→ Exercise objective
Retype the line with "a boolean, got" in it, then each line after it to the end of the data, word for word.

== Provided information

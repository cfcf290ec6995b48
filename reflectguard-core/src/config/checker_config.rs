//! Configuration for the checker's ambient behavior (not its decisions).
//!
//! Nothing here changes what a query proves or disproves — `CheckerConfig`
//! only controls observability. Resolution is defaults, then an optional
//! TOML file, then environment variables (`REFLECTGUARD_*`), highest
//! priority last. There is no CLI layer: CLI flags are the rule harness's
//! concern, out of scope for this crate.

use std::path::Path;

use serde::{Deserialize, Serialize};

use crate::errors::ConfigError;

/// Checker-wide configuration.
#[derive(Debug, Clone, Serialize, Deserialize, PartialEq, Eq)]
#[serde(default)]
pub struct CheckerConfig {
    /// Emit a `tracing` event for every abstention, tagged with its
    /// `QueryError` reason. Default: `true`.
    pub log_abstentions: bool,
}

impl Default for CheckerConfig {
    fn default() -> Self {
        Self {
            log_abstentions: true,
        }
    }
}

impl CheckerConfig {
    /// Resolve configuration: defaults, overridden by `path` if present,
    /// overridden by `REFLECTGUARD_LOG_ABSTENTIONS` if set.
    pub fn load(path: Option<&Path>) -> Result<Self, ConfigError> {
        let mut config = Self::default();

        if let Some(path) = path {
            if path.exists() {
                let text = std::fs::read_to_string(path).map_err(|source| ConfigError::Read {
                    path: path.display().to_string(),
                    source,
                })?;
                config = toml::from_str(&text).map_err(|source| ConfigError::Parse {
                    path: path.display().to_string(),
                    source,
                })?;
            }
        }

        if let Ok(raw) = std::env::var("REFLECTGUARD_LOG_ABSTENTIONS") {
            config.log_abstentions = match raw.as_str() {
                "1" | "true" | "TRUE" => true,
                "0" | "false" | "FALSE" => false,
                other => {
                    return Err(ConfigError::InvalidValue {
                        field: "REFLECTGUARD_LOG_ABSTENTIONS".to_string(),
                        message: format!("expected a boolean, got {other:?}"),
                    });
                }
            };
        }

        Ok(config)
    }
}

#[cfg(test)]
mod tests {
    use super::*;

    #[test]
    fn defaults_log_abstentions() {
        assert!(CheckerConfig::default().log_abstentions);
    }

    #[test]
    fn missing_file_falls_back_to_defaults() {
        let config = CheckerConfig::load(Some(Path::new("/nonexistent/reflectguard.toml")))
            .expect("missing file is not an error");
        assert_eq!(config, CheckerConfig::default());
    }

    #[test]
    fn file_overrides_default() {
        let dir = tempfile::TempDir::new().unwrap();
        let path = dir.path().join("reflectguard.toml");
        std::fs::write(&path, "log_abstentions = false\n").unwrap();
        let config = CheckerConfig::load(Some(&path)).unwrap();
        assert!(!config.log_abstentions);
    }
}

====

→ Answer to the problem
                        message: format!("expected a boolean, got {other:?}"),
                    });
                }
            };
        }

        Ok(config)
    }
}

#[cfg(test)]
mod tests {
    use super::*;

    #[test]
    fn defaults_log_abstentions() {
        assert!(CheckerConfig::default().log_abstentions);
    }

    #[test]
    fn missing_file_falls_back_to_defaults() {
        let config = CheckerConfig::load(Some(Path::new("/nonexistent/reflectguard.toml")))
            .expect("missing file is not an error");
        assert_eq!(config, CheckerConfig::default());
    }

    #[test]
    fn file_overrides_default() {
        let dir = tempfile::TempDir::new().unwrap();
        let path = dir.path().join("reflectguard.toml");
        std::fs::write(&path, "log_abstentions = false\n").unwrap();
        let config = CheckerConfig::load(Some(&path)).unwrap();
        assert!(!config.log_abstentions);
    }
}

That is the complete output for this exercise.